▶ [Work task]
Output the opening lines of the records exactly. End with the line that contains "use hc_signal::Signal;".
Start of Excerpted records
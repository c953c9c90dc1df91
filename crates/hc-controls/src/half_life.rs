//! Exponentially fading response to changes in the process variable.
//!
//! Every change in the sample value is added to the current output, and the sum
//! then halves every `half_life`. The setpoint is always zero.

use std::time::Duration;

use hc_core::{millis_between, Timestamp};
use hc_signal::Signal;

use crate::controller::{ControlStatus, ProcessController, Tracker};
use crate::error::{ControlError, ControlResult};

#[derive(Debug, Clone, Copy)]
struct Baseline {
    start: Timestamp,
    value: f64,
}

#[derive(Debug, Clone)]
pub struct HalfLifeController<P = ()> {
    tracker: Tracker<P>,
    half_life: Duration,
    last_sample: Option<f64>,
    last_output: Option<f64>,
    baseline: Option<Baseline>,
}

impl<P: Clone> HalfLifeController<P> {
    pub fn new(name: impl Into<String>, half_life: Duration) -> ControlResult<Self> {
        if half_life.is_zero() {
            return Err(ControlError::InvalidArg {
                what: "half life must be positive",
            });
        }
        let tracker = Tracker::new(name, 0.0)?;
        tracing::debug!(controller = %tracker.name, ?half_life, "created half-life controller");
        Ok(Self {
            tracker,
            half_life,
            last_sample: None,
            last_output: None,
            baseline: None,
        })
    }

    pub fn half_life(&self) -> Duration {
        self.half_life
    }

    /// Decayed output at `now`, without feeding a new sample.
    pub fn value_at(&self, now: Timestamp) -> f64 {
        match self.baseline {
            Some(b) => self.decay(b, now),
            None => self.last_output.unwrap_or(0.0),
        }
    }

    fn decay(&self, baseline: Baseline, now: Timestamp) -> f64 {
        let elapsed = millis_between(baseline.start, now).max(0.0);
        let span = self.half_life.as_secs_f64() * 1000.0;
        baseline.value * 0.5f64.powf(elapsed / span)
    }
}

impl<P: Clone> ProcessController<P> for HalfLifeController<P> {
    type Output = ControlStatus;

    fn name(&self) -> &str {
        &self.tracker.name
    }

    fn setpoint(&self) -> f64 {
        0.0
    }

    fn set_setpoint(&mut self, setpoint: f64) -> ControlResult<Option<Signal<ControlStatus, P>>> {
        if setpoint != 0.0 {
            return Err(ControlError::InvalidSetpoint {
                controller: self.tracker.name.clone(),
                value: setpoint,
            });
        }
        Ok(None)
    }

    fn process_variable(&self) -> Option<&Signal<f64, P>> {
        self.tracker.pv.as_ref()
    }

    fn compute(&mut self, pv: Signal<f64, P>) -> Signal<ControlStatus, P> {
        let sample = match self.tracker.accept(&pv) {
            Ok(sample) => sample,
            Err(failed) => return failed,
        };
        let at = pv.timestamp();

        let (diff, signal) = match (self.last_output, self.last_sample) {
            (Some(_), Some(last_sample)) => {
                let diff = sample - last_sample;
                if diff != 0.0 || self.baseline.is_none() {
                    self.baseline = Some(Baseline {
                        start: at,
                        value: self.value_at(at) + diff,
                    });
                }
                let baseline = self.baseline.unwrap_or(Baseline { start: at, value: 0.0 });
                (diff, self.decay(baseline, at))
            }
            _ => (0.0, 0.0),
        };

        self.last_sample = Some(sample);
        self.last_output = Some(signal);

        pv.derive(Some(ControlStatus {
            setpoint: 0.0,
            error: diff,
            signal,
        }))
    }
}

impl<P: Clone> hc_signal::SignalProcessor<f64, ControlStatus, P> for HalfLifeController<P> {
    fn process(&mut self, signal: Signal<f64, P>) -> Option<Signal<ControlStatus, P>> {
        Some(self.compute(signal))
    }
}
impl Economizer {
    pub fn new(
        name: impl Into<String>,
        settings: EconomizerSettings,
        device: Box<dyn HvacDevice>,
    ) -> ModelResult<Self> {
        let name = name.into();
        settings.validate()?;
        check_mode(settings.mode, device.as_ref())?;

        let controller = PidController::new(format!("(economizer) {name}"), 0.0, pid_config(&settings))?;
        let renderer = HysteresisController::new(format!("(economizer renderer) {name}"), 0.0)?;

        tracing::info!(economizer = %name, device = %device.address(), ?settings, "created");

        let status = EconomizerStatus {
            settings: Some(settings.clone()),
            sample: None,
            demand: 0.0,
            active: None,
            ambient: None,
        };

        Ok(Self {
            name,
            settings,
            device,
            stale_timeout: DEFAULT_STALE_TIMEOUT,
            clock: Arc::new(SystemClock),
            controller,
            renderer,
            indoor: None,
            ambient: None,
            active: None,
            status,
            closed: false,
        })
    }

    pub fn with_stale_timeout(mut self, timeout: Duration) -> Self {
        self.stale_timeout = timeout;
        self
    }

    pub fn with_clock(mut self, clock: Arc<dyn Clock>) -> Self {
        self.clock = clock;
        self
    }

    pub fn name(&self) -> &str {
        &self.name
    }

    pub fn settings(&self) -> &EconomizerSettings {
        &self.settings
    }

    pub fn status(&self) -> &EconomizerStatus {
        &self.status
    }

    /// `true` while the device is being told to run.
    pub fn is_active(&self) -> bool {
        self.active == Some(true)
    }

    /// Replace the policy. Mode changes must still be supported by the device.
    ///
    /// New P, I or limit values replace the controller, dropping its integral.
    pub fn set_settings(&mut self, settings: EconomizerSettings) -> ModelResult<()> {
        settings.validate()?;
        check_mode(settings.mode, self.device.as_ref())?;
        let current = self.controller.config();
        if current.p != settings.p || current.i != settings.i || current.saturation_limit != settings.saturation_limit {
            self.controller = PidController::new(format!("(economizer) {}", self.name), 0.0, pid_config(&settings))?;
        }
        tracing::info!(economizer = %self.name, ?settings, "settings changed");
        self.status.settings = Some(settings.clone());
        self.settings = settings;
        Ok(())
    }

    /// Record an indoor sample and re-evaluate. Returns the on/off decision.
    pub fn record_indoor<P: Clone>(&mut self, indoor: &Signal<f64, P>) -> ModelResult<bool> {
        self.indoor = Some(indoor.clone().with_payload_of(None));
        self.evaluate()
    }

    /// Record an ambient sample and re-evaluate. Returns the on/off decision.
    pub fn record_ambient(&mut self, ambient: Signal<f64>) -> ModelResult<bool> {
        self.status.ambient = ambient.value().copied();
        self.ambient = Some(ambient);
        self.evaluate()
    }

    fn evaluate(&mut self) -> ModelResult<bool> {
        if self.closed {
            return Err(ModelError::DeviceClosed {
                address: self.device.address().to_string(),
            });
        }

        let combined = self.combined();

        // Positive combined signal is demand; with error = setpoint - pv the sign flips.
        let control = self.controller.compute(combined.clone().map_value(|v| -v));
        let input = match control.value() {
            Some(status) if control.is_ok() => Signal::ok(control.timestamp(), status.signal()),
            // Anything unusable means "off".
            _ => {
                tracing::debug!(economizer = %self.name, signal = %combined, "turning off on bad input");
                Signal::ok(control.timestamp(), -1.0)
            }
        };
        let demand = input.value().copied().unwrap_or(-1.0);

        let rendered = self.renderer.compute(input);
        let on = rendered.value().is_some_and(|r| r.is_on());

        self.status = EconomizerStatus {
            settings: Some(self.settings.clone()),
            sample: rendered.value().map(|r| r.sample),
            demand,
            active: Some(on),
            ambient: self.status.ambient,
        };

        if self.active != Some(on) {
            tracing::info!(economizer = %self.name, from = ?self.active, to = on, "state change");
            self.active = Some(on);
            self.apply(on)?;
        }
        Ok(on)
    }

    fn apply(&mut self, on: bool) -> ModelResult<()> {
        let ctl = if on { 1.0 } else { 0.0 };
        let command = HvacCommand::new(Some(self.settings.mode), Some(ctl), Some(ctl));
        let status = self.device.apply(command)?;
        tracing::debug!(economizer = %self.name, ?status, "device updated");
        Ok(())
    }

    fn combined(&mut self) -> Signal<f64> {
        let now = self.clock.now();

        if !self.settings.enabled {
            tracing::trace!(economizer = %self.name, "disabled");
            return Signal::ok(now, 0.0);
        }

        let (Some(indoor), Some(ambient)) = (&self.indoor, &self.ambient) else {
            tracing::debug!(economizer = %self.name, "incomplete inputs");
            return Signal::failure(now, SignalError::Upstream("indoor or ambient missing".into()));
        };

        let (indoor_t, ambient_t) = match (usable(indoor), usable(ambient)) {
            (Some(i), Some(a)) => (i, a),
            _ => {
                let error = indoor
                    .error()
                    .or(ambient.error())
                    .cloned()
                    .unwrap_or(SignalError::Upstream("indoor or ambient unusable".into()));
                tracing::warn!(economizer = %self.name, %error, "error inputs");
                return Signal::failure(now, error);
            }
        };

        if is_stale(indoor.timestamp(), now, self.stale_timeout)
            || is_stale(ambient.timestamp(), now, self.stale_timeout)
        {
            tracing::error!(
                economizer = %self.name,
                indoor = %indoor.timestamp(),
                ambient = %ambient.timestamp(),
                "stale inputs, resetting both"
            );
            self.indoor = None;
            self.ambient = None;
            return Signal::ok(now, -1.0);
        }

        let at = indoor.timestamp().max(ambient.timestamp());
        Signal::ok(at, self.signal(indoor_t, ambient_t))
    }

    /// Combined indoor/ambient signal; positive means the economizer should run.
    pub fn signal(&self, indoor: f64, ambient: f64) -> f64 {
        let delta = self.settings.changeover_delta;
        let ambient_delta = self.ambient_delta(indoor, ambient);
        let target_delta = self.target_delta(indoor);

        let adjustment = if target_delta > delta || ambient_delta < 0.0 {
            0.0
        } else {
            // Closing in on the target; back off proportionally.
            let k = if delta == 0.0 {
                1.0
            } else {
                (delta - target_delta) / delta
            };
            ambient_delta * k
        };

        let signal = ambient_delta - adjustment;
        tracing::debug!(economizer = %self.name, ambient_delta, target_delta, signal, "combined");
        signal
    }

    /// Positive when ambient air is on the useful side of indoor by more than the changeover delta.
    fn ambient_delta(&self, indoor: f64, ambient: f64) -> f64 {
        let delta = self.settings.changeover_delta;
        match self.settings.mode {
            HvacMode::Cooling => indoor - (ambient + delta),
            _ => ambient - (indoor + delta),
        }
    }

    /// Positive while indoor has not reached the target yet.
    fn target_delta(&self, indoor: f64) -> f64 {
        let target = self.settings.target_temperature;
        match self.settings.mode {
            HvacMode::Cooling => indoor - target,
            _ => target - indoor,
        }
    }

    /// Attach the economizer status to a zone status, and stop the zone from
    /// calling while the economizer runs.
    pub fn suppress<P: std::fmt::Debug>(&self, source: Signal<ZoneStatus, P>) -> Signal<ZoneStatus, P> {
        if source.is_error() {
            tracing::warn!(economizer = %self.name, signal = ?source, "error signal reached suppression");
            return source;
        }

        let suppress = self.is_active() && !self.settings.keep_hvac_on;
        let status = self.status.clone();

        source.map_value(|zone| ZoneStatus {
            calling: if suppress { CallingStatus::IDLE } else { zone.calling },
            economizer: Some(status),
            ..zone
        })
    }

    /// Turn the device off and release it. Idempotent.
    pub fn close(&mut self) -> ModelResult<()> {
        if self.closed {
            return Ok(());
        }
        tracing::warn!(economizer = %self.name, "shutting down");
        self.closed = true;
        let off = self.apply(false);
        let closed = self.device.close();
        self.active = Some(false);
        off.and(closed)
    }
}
End of Excerpted records
▶ [Answer area]
repository c953c9c90dc1df91
filename crates/hc-controls/src/half_life.rs
//! Exponentially fading response to changes in the process variable.
//!
//! Every change in the sample value is added to the current output, and the sum
//! then halves every `half_life`. The setpoint is always zero.

use std::time::Duration;

use hc_core::{millis_between, Timestamp};
use hc_signal::Signal;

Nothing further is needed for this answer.